The American Immigration Lawyers Association (AILA) obtained U.S. Citizenship and Immigration Services (USCIS) records through its Freedom of Information Act (FOIA) request. In March 2017, the government issued a policy memo that dramatically changed the way USCIS adjudicates H-1B petitions. This policy change occurred right as petitioners submitted their annual H-1B cap petitions, which are accepted each April.
As a footnote to this internal memo, USCIS announced a new H-1B wage level policy. However, it did not provide enough guidance to staff on how to implement this change. Not coincidentally, the policy change and lack of training resulted in a 45% increase in the issuance of Requests for Evidence, as well as a significant increase in denials. Adjudicating officers lacked sufficient training materials and guidance on the new policy to ensure consistent, efficient, and timely processing of H-1B petitions. Emails released as a part of this inquiry indicate that clarifying guidance was not provided to staff until nearly a full year later.
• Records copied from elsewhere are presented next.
use std::env;

use criterion::Criterion;

pub mod partition;
pub mod sort;
pub mod util;

pub fn bench_len_type_pattern_combo<T: Ord + std::fmt::Debug + Send>(
    c: &mut Criterion,
    test_len: usize,
    transform_name: &str,
    transform: &fn(Vec<i32>) -> Vec<T>,
    pattern_name: &str,
    pattern_provider: &fn(usize) -> Vec<i32>,
) {
    if let Ok(env_val) = env::var("BENCH_OTHER") {
        match env_val.as_str() {
            "partition" => {
                partition::bench(
                    c,
                    test_len,
                    transform_name,
                    transform,
                    pattern_name,
                    pattern_provider,
                );
            }
            _ => panic!("Unknown BENCH_OTHER value: '{}'.", env_val),
        }
    } else {
        sort::bench(
            c,
            test_len,
            transform_name,
            transform,
            pattern_name,
            pattern_provider,
        );
    }
}
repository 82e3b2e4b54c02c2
//! Folds and prefix scans.

/// Folds pairs of elements, `reduce(acc, zip(a_i, b_i))`, stopping at the end of the shorter
/// input.
pub fn zip_reduce<A, B, Z, T, ZipF, ReduceF>(
    a: impl IntoIterator<Item = A>,
    b: impl IntoIterator<Item = B>,
    init: T,
    mut zip: ZipF,
    mut reduce: ReduceF,
) -> T
where
    ZipF: FnMut(A, B) -> Z,
    ReduceF: FnMut(T, Z) -> T,
{
    a.into_iter()
        .zip(b)
        .fold(init, |acc, (a, b)| reduce(acc, zip(a, b)))
}

/// Folds `reduce(acc, f(elem))` over `iter`.
pub fn transform_reduce<I, U, T, TransformF, ReduceF>(
    iter: I,
    init: T,
    mut f: TransformF,
    mut reduce: ReduceF,
) -> T
where
    I: IntoIterator,
    TransformF: FnMut(I::Item) -> U,
    ReduceF: FnMut(T, U) -> T,
{
    iter.into_iter().fold(init, |acc, elem| reduce(acc, f(elem)))
}

/// Writes the running fold of `input` into `output`, the i-th output includes the i-th input.
///
/// Returns the number of values written, `input.len()`. Panics if `output` is shorter than
/// `input`.
pub fn inclusive_scan<T, F>(input: &[T], output: &mut [T], mut op: F) -> usize
where
    T: Clone,
    F: FnMut(T, &T) -> T,
{
    assert!(output.len() >= input.len());

    let Some((head, tail)) = input.split_first() else {
        return 0;
    };

    let mut acc = head.clone();
    output[0] = acc.clone();

    for (elem, dest) in tail.iter().zip(&mut output[1..]) {
        acc = op(acc, elem);
        *dest = acc.clone();
    }

    input.len()
}

/// Writes the running fold of `input` into `output` starting from `init`, the i-th output
/// excludes the i-th input.
///
/// Returns the number of values written, `input.len()`. Panics if `output` is shorter than
/// `input`.
pub fn exclusive_scan<T, F>(input: &[T], output: &mut [T], init: T, mut op: F) -> usize
where
    T: Clone,
    F: FnMut(T, &T) -> T,
{
    assert!(output.len() >= input.len());

    let len = input.len();
    if len == 0 {
        return 0;
    }

    let mut acc = init;
    output[0] = acc.clone();

    // The last input contributes to no output.
    for (elem, dest) in input[..len - 1].iter().zip(&mut output[1..]) {
        acc = op(acc, elem);
        *dest = acc.clone();
    }

    len
}
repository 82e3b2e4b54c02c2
//! In-place sorting and partitioning over mutable slices.
//!
//! The centerpiece is [`stable::merge_sort`], a fork-join merge sort that hands the left half of
//! every window above a size threshold to an [`executor::Executor`] while the current thread
//! sorts the right half. [`other::partition::stable_partition`] and [`other::rotate::rotate`]
//! share its divide and conquer shape without allocating.

pub trait Sort {
    fn name() -> String;

    fn sort<T>(arr: &mut [T])
    where
        T: Ord + Send;

    fn sort_by<T, F>(arr: &mut [T], compare: F)
    where
        T: Send,
        F: Fn(&T, &T) -> std::cmp::Ordering + Sync;
}

macro_rules! sort_impl {
    ($name:expr) => {
        pub struct SortImpl;

        impl crate::Sort for SortImpl {
            fn name() -> String {
                $name.into()
            }

            #[inline]
            fn sort<T>(arr: &mut [T])
            where
                T: Ord + Send,
            {
                sort(arr);
            }

            #[inline]
            fn sort_by<T, F>(arr: &mut [T], compare: F)
            where
                T: Send,
                F: Fn(&T, &T) -> std::cmp::Ordering + Sync,
            {
                sort_by(arr, compare);
            }
        }
    };
}

pub mod error;
pub mod executor;
pub mod other;
pub mod patterns;
pub mod stable;
pub mod unstable;

pub use error::ConfigError;
pub use executor::{Executor, Rayon, Sequential};
pub use stable::merge_sort::{MergeSortConfig, MergeSorter, SortStats, SortStatsSnapshot, Worker};
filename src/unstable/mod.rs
pub mod selection;
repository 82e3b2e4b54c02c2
//! Input patterns for testing and benchmarking the sorts and partitions of this crate.
//!
//! All randomness flows from one per process seed, see [`random_init_seed`], so a failing run can
//! be reproduced from the printed seed.

use std::cmp::Reverse;
use std::ops::Range;
use std::sync::atomic::{AtomicBool, Ordering};

use once_cell::sync::OnceCell;
use rand::distributions::{Distribution, Uniform};
use rand::prelude::*;

// --- Public ---

pub fn random(size: usize) -> Vec<i32> {
    //     .
    // : . : :
    // :.:::.::

    let mut rng = new_rng();
    (0..size).map(|_| rng.gen::<i32>()).collect()
}

pub fn random_uniform<R>(size: usize, range: R) -> Vec<i32>
where
    R: Into<Uniform<i32>>,
{
    // :.:.:.::

    let mut rng = new_rng();
    let dist: Uniform<i32> = range.into();

    (0..size).map(|_| dist.sample(&mut rng)).collect()
}

/// Random keys in `key_range`, each tagged with its original index.
///
/// Sorting by key only and then checking that equal keys have ascending tags verifies stability.
pub fn random_tagged(size: usize, key_range: Range<i32>) -> Vec<(i32, usize)> {
    random_uniform(size, key_range)
        .into_iter()
        .enumerate()
        .map(|(idx, key)| (key, idx))
        .collect()
}

pub fn all_equal(size: usize) -> Vec<i32> {
    // ......
    // ::::::

    vec![66; size]
}

pub fn ascending(size: usize) -> Vec<i32> {
    //     .:
    //   .:::
    // .:::::

    (0..size as i32).collect()
}

pub fn descending(size: usize) -> Vec<i32> {
    // :.
    // :::.
    // :::::.

    (0..size as i32).rev().collect()
}

pub fn ascending_saw(size: usize, saw_count: usize) -> Vec<i32> {
    //   .:  .:
    // .:::.:::

    saw(size, saw_count, |_| true)
}

pub fn descending_saw(size: usize, saw_count: usize) -> Vec<i32> {
    // :.  :.
    // :::.:::.

    saw(size, saw_count, |_| false)
}

pub fn saw_mixed(size: usize, saw_count: usize) -> Vec<i32> {
    // :.  :.    .::.    .:
    // :::.:::..::::::..:::

    let mut rng = new_rng();
    saw(size, saw_count, |_| rng.gen::<bool>())
}

pub fn pipe_organ(size: usize) -> Vec<i32> {
    //   .:.
    // .:::::.

    let mut vals = random(size);
    let (first_half, second_half) = vals.split_at_mut(size / 2);

    first_half.sort();
    second_half.sort_by_key(|&e| Reverse(e));

    vals
}

static USE_FIXED_SEED: AtomicBool = AtomicBool::new(true);

/// Makes every call to [`random_init_seed`] return a new seed.
pub fn disable_fixed_seed() {
    USE_FIXED_SEED.store(false, Ordering::Release);
}

/// Returns the seed all patterns are derived from. Fixed for the lifetime of the process unless
/// [`disable_fixed_seed`] was called.
pub fn random_init_seed() -> u64 {
    if USE_FIXED_SEED.load(Ordering::Acquire) {
        static SEED: OnceCell<u64> = OnceCell::new();
        *SEED.get_or_init(|| thread_rng().gen())
    } else {
        thread_rng().gen()
    }
}

// --- Private ---

fn new_rng() -> StdRng {
    StdRng::seed_from_u64(random_init_seed())
}

/// Random values cut into `saw_count` chunks, each sorted ascending if `is_ascending(chunk_idx)`
/// and descending otherwise.
fn saw(size: usize, saw_count: usize, mut is_ascending: impl FnMut(usize) -> bool) -> Vec<i32> {
    if size == 0 {
        return Vec::new();
    }

    let mut vals = random(size);
    let chunk_len = (size / saw_count.max(1)).max(1);

    for (i, chunk) in vals.chunks_mut(chunk_len).enumerate() {
        if is_ascending(i) {
            chunk.sort();
        } else {
            chunk.sort_by_key(|&e| Reverse(e));
        }
    }

    vals
}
This sudden change resulted in delayed approvals and in many Requests for Evidence (RFE) across the nation. These RFEs were often either a misapplication of the law or no more than fishing expeditions. Despite these RFEs, we were still able to find success for all of our selected H-1B petitions that year. We have since updated our H-1B process to identify potential issues in light of the policy change, decreasing even further our internal rate of Requests for Evidence. As always, we aim to prepare our applications as thoroughly as possible to make the process smooth for our clients. Still, we must be at the ready to address whatever changes this administration throws our way. The newly released documents are nothing new. Rather, they confirm what we have seen consistently under the current administration: a failure to administer immigration law fairly and efficiently.